Quest’inchiesta non è la prima che svela come alcune
aziende che nel passato hanno dimostrato di avere pochi scrupoli
avrebbero approfittato dei bisogni o dell’ignoranza dei cittadini per
provare sulla pelle di questi gli effetti di farmaci in sperimentazione.

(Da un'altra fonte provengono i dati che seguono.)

//! TOML-based configuration for depotview.
//!
//! Every section is optional. The merge tool command may come from the
//! environment; it is resolved at runtime via [`AppConfig::resolve_env_vars`]
//! and never written back to disk.

use std::path::{Path, PathBuf};

use serde::{Deserialize, Serialize};
use tracing::{debug, info, warn};

use crate::errors::{ConfigError, MapError};
use crate::mapping::{PathMapper, ViewFile};

// ---------------------------------------------------------------------------
// Top-level config
// ---------------------------------------------------------------------------

/// Top-level application configuration loaded from a TOML file.
#[derive(Debug, Clone, Default, Serialize, Deserialize)]
pub struct AppConfig {
    #[serde(default)]
    pub logging: LoggingConfig,

    /// Client view rules.
    #[serde(default)]
    pub view: ViewConfig,

    /// Resolve policy and merge tool settings.
    #[serde(default)]
    pub resolve: ResolveConfig,
}

// ---------------------------------------------------------------------------
// Logging
// ---------------------------------------------------------------------------

#[derive(Debug, Clone, Serialize, Deserialize)]
pub struct LoggingConfig {
    /// Minimum tracing level: trace, debug, info, warn, error.
    #[serde(default = "default_log_level")]
    pub log_level: String,
}

fn default_log_level() -> String {
    "warn".into()
}

impl Default for LoggingConfig {
    fn default() -> Self {
        Self {
            log_level: default_log_level(),
        }
    }
}

const LOG_LEVELS: &[&str] = &["trace", "debug", "info", "warn", "error"];

// ---------------------------------------------------------------------------
// View
// ---------------------------------------------------------------------------

/// Client view: inline rule lines and/or a view file.
#[derive(Debug, Clone, Default, Serialize, Deserialize)]
pub struct ViewConfig {
    /// Rules in `[-|+]left right` form. Applied after the view file.
    #[serde(default)]
    pub lines: Vec<String>,

    /// Optional view file, one rule per line.
    #[serde(default)]
    pub file: Option<PathBuf>,
}

// ---------------------------------------------------------------------------
// Resolve
// ---------------------------------------------------------------------------

#[derive(Debug, Clone, Serialize, Deserialize)]
pub struct ResolveConfig {
    /// Accept merged output even when it has conflicts.
    #[serde(default)]
    pub force: bool,

    /// Prompt when a file needs editing.
    #[serde(default = "default_true")]
    pub interactive: bool,

    /// Launch the merge tool after an edit decision.
    #[serde(default = "default_true")]
    pub tool_on_edit: bool,

    /// Explicit merge tool command. Takes precedence over the environment.
    #[serde(default)]
    pub merge_tool: Option<String>,

    /// Environment variable naming the merge tool.
    #[serde(default = "default_merge_tool_env")]
    pub merge_tool_env: String,

    /// Environment variable consulted when `merge_tool_env` is unset.
    #[serde(default = "default_fallback_merge_tool_env")]
    pub fallback_merge_tool_env: String,

    /// Diff flags passed to the diff oracle, e.g. `-db`.
    #[serde(default)]
    pub diff_flags: String,

    /// Merge tool resolved from the environment (not serialized).
    #[serde(skip)]
    pub resolved_merge_tool: Option<String>,
}

fn default_true() -> bool {
    true
}
fn default_merge_tool_env() -> String {
    "P4MERGE".into()
}
fn default_fallback_merge_tool_env() -> String {
    "MERGE".into()
}

impl Default for ResolveConfig {
    fn default() -> Self {
        Self {
            force: false,
            interactive: default_true(),
            tool_on_edit: default_true(),
            merge_tool: None,
            merge_tool_env: default_merge_tool_env(),
            fallback_merge_tool_env: default_fallback_merge_tool_env(),
            diff_flags: String::new(),
            resolved_merge_tool: None,
        }
    }
}

impl ResolveConfig {
    /// The merge tool to run: explicit setting first, then the environment.
    pub fn effective_merge_tool(&self) -> Option<&str> {
        self.merge_tool
            .as_deref()
            .filter(|t| !t.trim().is_empty())
            .or(self.resolved_merge_tool.as_deref())
    }
}

// ---------------------------------------------------------------------------
// Loading & resolving
// ---------------------------------------------------------------------------

impl AppConfig {
    /// Load an [`AppConfig`] from a TOML file at the given path.
    ///
    /// This does **not** resolve environment variables -- call
    /// [`resolve_env_vars`](Self::resolve_env_vars) afterwards.
    pub fn load_from_file<P: AsRef<Path>>(path: P) -> Result<Self, ConfigError> {
        let path = path.as_ref();
        info!(path = %path.display(), "loading configuration");

        if !path.exists() {
            return Err(ConfigError::FileNotFound(path.display().to_string()));
        }

        let contents = std::fs::read_to_string(path)?;
        let config: AppConfig =
            toml::from_str(&contents).map_err(|e| ConfigError::ParseError(e.to_string()))?;

        debug!("configuration parsed successfully");
        Ok(config)
    }

    /// Resolve the merge tool from the process environment.
    pub fn resolve_env_vars(&mut self) -> Result<(), ConfigError> {
        self.resolve_env_with(|name| std::env::var(name).ok())
    }

    /// Resolve the merge tool using `lookup` for environment variables.
    ///
    /// Nothing is looked up when `merge_tool` is set explicitly. A missing
    /// tool is not an error here; it surfaces when a tool is needed.
    pub fn resolve_env_with<F>(&mut self, lookup: F) -> Result<(), ConfigError>
    where
        F: Fn(&str) -> Option<String>,
    {
        info!("resolving environment variable references in config");

        let resolve = &mut self.resolve;
        if resolve.merge_tool.is_some() {
            debug!("merge tool set explicitly; skipping environment");
            return Ok(());
        }

        resolve.resolved_merge_tool = resolve_optional_env(
            &lookup,
            &resolve.merge_tool_env,
            "resolve.merge_tool_env",
        )
        .or_else(|| {
            resolve_optional_env(
                &lookup,
                &resolve.fallback_merge_tool_env,
                "resolve.fallback_merge_tool_env",
            )
        });

        debug!("environment variable resolution complete");
        Ok(())
    }

    /// Validate that all fields are sane.
    pub fn validate(&self) -> Result<(), ConfigError> {
        let level = self.logging.log_level.to_ascii_lowercase();
        if !LOG_LEVELS.contains(&level.as_str()) {
            return Err(ConfigError::InvalidValue {
                field: "logging.log_level".into(),
                detail: format!(
                    "'{}' is not one of {}",
                    self.logging.log_level,
                    LOG_LEVELS.join(", ")
                ),
            });
        }

        for (i, line) in self.view.lines.iter().enumerate() {
            let mut scratch = PathMapper::new();
            scratch.insert(line).map_err(|e| ConfigError::InvalidValue {
                field: format!("view.lines[{}]", i),
                detail: e.to_string(),
            })?;
        }

        if let Some(tool) = &self.resolve.merge_tool {
            if tool.trim().is_empty() {
                return Err(ConfigError::InvalidValue {
                    field: "resolve.merge_tool".into(),
                    detail: "merge tool must not be empty when set".into(),
                });
            }
        }

        if let Some(bad) = self
            .resolve
            .diff_flags
            .chars()
            .find(|c| !"-dbwl".contains(*c))
        {
            return Err(ConfigError::InvalidValue {
                field: "resolve.diff_flags".into(),
                detail: format!("unsupported diff flag '{}'", bad),
            });
        }

        Ok(())
    }

    /// Convenience: load, resolve, and validate in one call.
    pub fn load_and_resolve<P: AsRef<Path>>(path: P) -> Result<Self, ConfigError> {
        let mut config = Self::load_from_file(path)?;
        config.resolve_env_vars()?;
        config.validate()?;
        Ok(config)
    }

    /// Build the configured client view: the view file's rules followed by
    /// the inline lines.
    pub fn build_mapper(&self) -> Result<PathMapper, MapError> {
        let mut mapper = match &self.view.file {
            Some(path) => ViewFile::load(path)?,
            None => PathMapper::new(),
        };
        for line in &self.view.lines {
            mapper.insert(line)?;
        }
        Ok(mapper)
    }
}

/// Look up an environment variable by name. Returns `Some(value)` when it
/// is set and non-empty; logs a warning otherwise.
fn resolve_optional_env<F>(lookup: &F, env_name: &str, field: &str) -> Option<String>
where
    F: Fn(&str) -> Option<String>,
{
    match lookup(env_name) {
        Some(val) if !val.trim().is_empty() => {
            debug!(field, env_name, "resolved env var");
            Some(val)
        }
        Some(_) => {
            warn!(field, env_name, "env var is set but empty");
            None
        }
        None => {
            debug!(field, env_name, "env var not set");
            None
        }
    }
}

Un fatto che già con estrema preoccupazione per non dire rabbia,
pensavamo fosse isolato ai paesi in via di sviluppo, con la complicità
delle amministrazioni e delle autorità locali, ma che secondo altre
indagini giornalistiche avrebbe base anche nel cuore d’Europa dove
giovani e meno giovani spinti dalla crisi, tutt’oggi si farebbero cavie
per poche centinaia di euro.
Arrotondare o campare sottoponendosi
volontariamente alla somministrazione di farmaci da testare sarebbe
diventato un espediente lavorativo che pare richiami molti italiani,
soprattutto studenti universitari, verso le cliniche della
Confederazione Elvetica, a un passo dal confine italiano. La cifra
sarebbe pattuita nell’importo di 1200 euro offerti in cambio di 6 giorni
di ricovero e attirerebbe ogni anno circa 750 italiani provenienti
soprattutto dal Nord della Lombardia.
Il mercato delle cosiddette
cavie umane denuncia un incremento degli italiani che volontariamente si
offrono, a fronte di una bassissima percentuale di svizzeri che
rifuggono da questa pratica pur avendola a portata di mano. Il mercato è
aperto, tanto che sulla rete è possibile leggere anche qualche annuncio
di reclutamento pubblicato da una società farmaceutica italiana con
sede in Svizzera. Tuttavia, è soprattutto dal passaparola che si arriva
al contatto, alla presentazione e infine alla convocazione presso
l’Ipas, Institute for pharmacokinetic and analytical studies di
Mendrisio, divenendo delle cavie umane.
Vietati in Italia, o almeno
ostacolati dall’iter burocratico, i test clinici su soggetti sani sono
legalmente regolamentati nella Confederazione Elvetica da almeno un
decennio; la stampa italiana (da Repubblica a Panorama) ha riportato
testimonianze del fenomeno che attira persone principalmente dalla
Lombardia. A fronte della retribuzione già citata, non è dato sapere
quali rischi si corrano, proprio perché il campo degli effetti è quello
oggetto d’indagine.
Risale al 2000 la creazione in Svizzera di un
registro dei volontari per i test di medicamenti. Uno strumento invocato
nel paese dopo che nella primavera del 1999 era scoppiato lo scandalo
VTX 981030, nome in codice della sperimentazione di un nuovo
epatoprotettore affidato alla società farmaceutica Van Tx, registrata a
Fiburgo, sul cui operato la procura di Basilea aprì un’inchiesta per le
tante inadempienze: selezioni di soggetti stranieri reclutati peraltro
con modalità non sempre documentate, compensi non specificati, consenso
dei soggetti incompleto. E si noti che, oltre alle grandi
multinazionali, la Van Tx annoverava tra i clienti società farmaceutiche
di ben dieci paesi stranieri. A quali danni per la propria salute
incorrono i volontari sani, non si sa ancora con precisione. Se chi si
offre, lo fa volontariamente (talvolta senza essere in bolletta) e dopo
essere stato almeno in parte informato, verrebbe da dire, perché
preoccuparsi dei rischi cui va incontro? Ci sovviene il tema della
tutela dei soggetti più deboli, proprio perché tali, perché si trovano
nella condizione di bisogno, per malattia, ignoranza o povertà.
Per
Giovanni D’Agata, presidente e fondatore dello “Sportello dei Diritti”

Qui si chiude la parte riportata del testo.